■ **Excerpted data**:
▬▬▬▬▬▬▬▬▬▬
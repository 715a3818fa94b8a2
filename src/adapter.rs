//! Adapter layer: converts the engine's f64 control decisions into the
//! fixed-point `Decimal` directives consumed by the settlement collaborator.
//!
//! The engine never mutates a ledger. A directive only states the rates in
//! force for one control step; translating them into mint/burn/fee actions is
//! the collaborator's job.

use rust_decimal::prelude::{FromPrimitive, ToPrimitive};
use rust_decimal::{Decimal, RoundingStrategy};
use serde::{Deserialize, Serialize};

use crate::types::{BreakerMode, ControlDecision, DecisionSource};

/// Decimal places carried by every rate in a directive.
pub const RATE_SCALE: u32 = 12;

/// Convert f64 to Decimal at [`RATE_SCALE`]; non-finite input maps to zero.
pub fn to_decimal(v: f64) -> Decimal {
    Decimal::from_f64(v)
        .unwrap_or(Decimal::ZERO)
        .round_dp_with_strategy(RATE_SCALE, RoundingStrategy::MidpointNearestEven)
}

/// Convert Decimal to f64.
pub fn from_decimal(d: Decimal) -> f64 {
    d.to_f64().unwrap_or(0.0)
}

/// Rates for one control step, in ledger units.
#[derive(Debug, Clone, PartialEq, Eq, Serialize, Deserialize)]
pub struct LedgerDirective {
    pub step: u64,
    /// Creation rate alpha.
    pub emission_rate: Decimal,
    /// Conversion efficiency delta.
    pub conversion_rate: Decimal,
    /// Effective consumption efficiency, emergency multiplier included.
    pub consumption_rate: Decimal,
    pub emergency: bool,
    /// The controller did not produce a fresh signal this step.
    pub held: bool,
}

impl LedgerDirective {
    pub fn from_decision(decision: &ControlDecision) -> Self {
        Self {
            step: decision.step,
            emission_rate: to_decimal(decision.alpha),
            conversion_rate: to_decimal(decision.delta),
            consumption_rate: to_decimal(decision.beta_effective),
            emergency: decision.breaker == BreakerMode::Emergency,
            held: decision.source != DecisionSource::Optimized,
        }
    }

    /// Supply the collaborator may create over `interval` time units at the
    /// current emission rate, given the circulating amount.
    pub fn mint_allowance(&self, circulating: Decimal, interval: Decimal) -> Decimal {
        (self.emission_rate * circulating * interval).round_dp_with_strategy(RATE_SCALE, RoundingStrategy::ToZero)
    }
}

impl From<&ControlDecision> for LedgerDirective {
    fn from(decision: &ControlDecision) -> Self {
        Self::from_decision(decision)
    }
}

// ─── Tests ──────────────────────────────────────────────────────────────────

#[cfg(test)]
mod tests {
    use super::*;
    use crate::types::ControlSignal;
    use rust_decimal_macros::dec;

    fn decision(source: DecisionSource, breaker: BreakerMode) -> ControlDecision {
        ControlDecision {
            step: 7,
            t: 7.0,
            alpha: 0.1,
            delta: 0.0125,
            beta_effective: 0.18,
            breaker,
            source,
            signal: ControlSignal::default(),
        }
    }

    #[test]
    fn rates_are_fixed_point_at_twelve_places() {
        let d = LedgerDirective::from_decision(&decision(DecisionSource::Optimized, BreakerMode::Normal));
        assert_eq!(d.emission_rate, dec!(0.1));
        assert_eq!(d.conversion_rate, dec!(0.0125));
        assert_eq!(d.consumption_rate, dec!(0.18));
        assert!(d.emission_rate.scale() <= RATE_SCALE);
        assert!(!d.emergency);
        assert!(!d.held);

        let third = to_decimal(1.0 / 3.0);
        assert_eq!(third, dec!(0.333333333333));
    }

    #[test]
    fn flags_follow_breaker_and_source() {
        let d: LedgerDirective = (&decision(DecisionSource::HeldTimeout, BreakerMode::Emergency)).into();
        assert!(d.emergency);
        assert!(d.held);
    }

    #[test]
    fn non_finite_maps_to_zero() {
        assert_eq!(to_decimal(f64::NAN), Decimal::ZERO);
        assert_eq!(to_decimal(f64::INFINITY), Decimal::ZERO);
        assert_eq!(from_decimal(dec!(0.25)), 0.25);
    }

    #[test]
    fn mint_allowance_scales_with_supply() {
        let d = LedgerDirective::from_decision(&decision(DecisionSource::Optimized, BreakerMode::Normal));
        assert_eq!(d.mint_allowance(dec!(1000), dec!(1)), dec!(100));
        assert_eq!(d.mint_allowance(dec!(1000), dec!(0.5)), dec!(50));
        assert_eq!(d.mint_allowance(Decimal::ZERO, dec!(1)), Decimal::ZERO);
    }
}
▬▬▬▬▬▬▬▬▬▬
Copy every record verbatim.

repository 715a3818fa94b8a2
filename src/adapter.rs
//! Adapter layer: converts the engine's f64 control decisions into the
//! fixed-point `Decimal` directives consumed by the settlement collaborator.
//!
//! The engine never mutates a ledger. A directive only states the rates in
//! force for one control step; translating them into mint/burn/fee actions is
//! the collaborator's job.

use rust_decimal::prelude::{FromPrimitive, ToPrimitive};
use rust_decimal::{Decimal, RoundingStrategy};
use serde::{Deserialize, Serialize};

use crate::types::{BreakerMode, ControlDecision, DecisionSource};

/// Decimal places carried by every rate in a directive.
pub const RATE_SCALE: u32 = 12;

/// Convert f64 to Decimal at [`RATE_SCALE`]; non-finite input maps to zero.
pub fn to_decimal(v: f64) -> Decimal {
    Decimal::from_f64(v)
        .unwrap_or(Decimal::ZERO)
        .round_dp_with_strategy(RATE_SCALE, RoundingStrategy::MidpointNearestEven)
}

/// Convert Decimal to f64.
pub fn from_decimal(d: Decimal) -> f64 {
    d.to_f64().unwrap_or(0.0)
}

/// Rates for one control step, in ledger units.
#[derive(Debug, Clone, PartialEq, Eq, Serialize, Deserialize)]
pub struct LedgerDirective {
    pub step: u64,
    /// Creation rate alpha.
    pub emission_rate: Decimal,
    /// Conversion efficiency delta.
    pub conversion_rate: Decimal,
    /// Effective consumption efficiency, emergency multiplier included.
    pub consumption_rate: Decimal,
    pub emergency: bool,
    /// The controller did not produce a fresh signal this step.
    pub held: bool,
}

impl LedgerDirective {
    pub fn from_decision(decision: &ControlDecision) -> Self {
        Self {
            step: decision.step,
            emission_rate: to_decimal(decision.alpha),
            conversion_rate: to_decimal(decision.delta),
            consumption_rate: to_decimal(decision.beta_effective),
            emergency: decision.breaker == BreakerMode::Emergency,
            held: decision.source != DecisionSource::Optimized,
        }
    }

    /// Supply the collaborator may create over `interval` time units at the
    /// current emission rate, given the circulating amount.
    pub fn mint_allowance(&self, circulating: Decimal, interval: Decimal) -> Decimal {
        (self.emission_rate * circulating * interval).round_dp_with_strategy(RATE_SCALE, RoundingStrategy::ToZero)
    }
}

impl From<&ControlDecision> for LedgerDirective {
    fn from(decision: &ControlDecision) -> Self {
        Self::from_decision(decision)
    }
}

// ─── Tests ──────────────────────────────────────────────────────────────────

#[cfg(test)]
mod tests {
    use super::*;
    use crate::types::ControlSignal;
    use rust_decimal_macros::dec;

    fn decision(source: DecisionSource, breaker: BreakerMode) -> ControlDecision {
        ControlDecision {
            step: 7,
            t: 7.0,
            alpha: 0.1,
            delta: 0.0125,
            beta_effective: 0.18,
            breaker,
            source,
            signal: ControlSignal::default(),
        }
    }

    #[test]
    fn rates_are_fixed_point_at_twelve_places() {
        let d = LedgerDirective::from_decision(&decision(DecisionSource::Optimized, BreakerMode::Normal));
        assert_eq!(d.emission_rate, dec!(0.1));
        assert_eq!(d.conversion_rate, dec!(0.0125));
        assert_eq!(d.consumption_rate, dec!(0.18));
        assert!(d.emission_rate.scale() <= RATE_SCALE);
        assert!(!d.emergency);
        assert!(!d.held);

        let third = to_decimal(1.0 / 3.0);
        assert_eq!(third, dec!(0.333333333333));
    }

    #[test]
    fn flags_follow_breaker_and_source() {
        let d: LedgerDirective = (&decision(DecisionSource::HeldTimeout, BreakerMode::Emergency)).into();
        assert!(d.emergency);
        assert!(d.held);
    }

    #[test]
    fn non_finite_maps_to_zero() {
        assert_eq!(to_decimal(f64::NAN), Decimal::ZERO);
        assert_eq!(to_decimal(f64::INFINITY), Decimal::ZERO);
        assert_eq!(from_decimal(dec!(0.25)), 0.25);
    }

    #[test]
    fn mint_allowance_scales_with_supply() {
        let d = LedgerDirective::from_decision(&decision(DecisionSource::Optimized, BreakerMode::Normal));
        assert_eq!(d.mint_allowance(dec!(1000), dec!(1)), dec!(100));
        assert_eq!(d.mint_allowance(dec!(1000), dec!(0.5)), dec!(50));
        assert_eq!(d.mint_allowance(Decimal::ZERO, dec!(1)), Decimal::ZERO);
    }
}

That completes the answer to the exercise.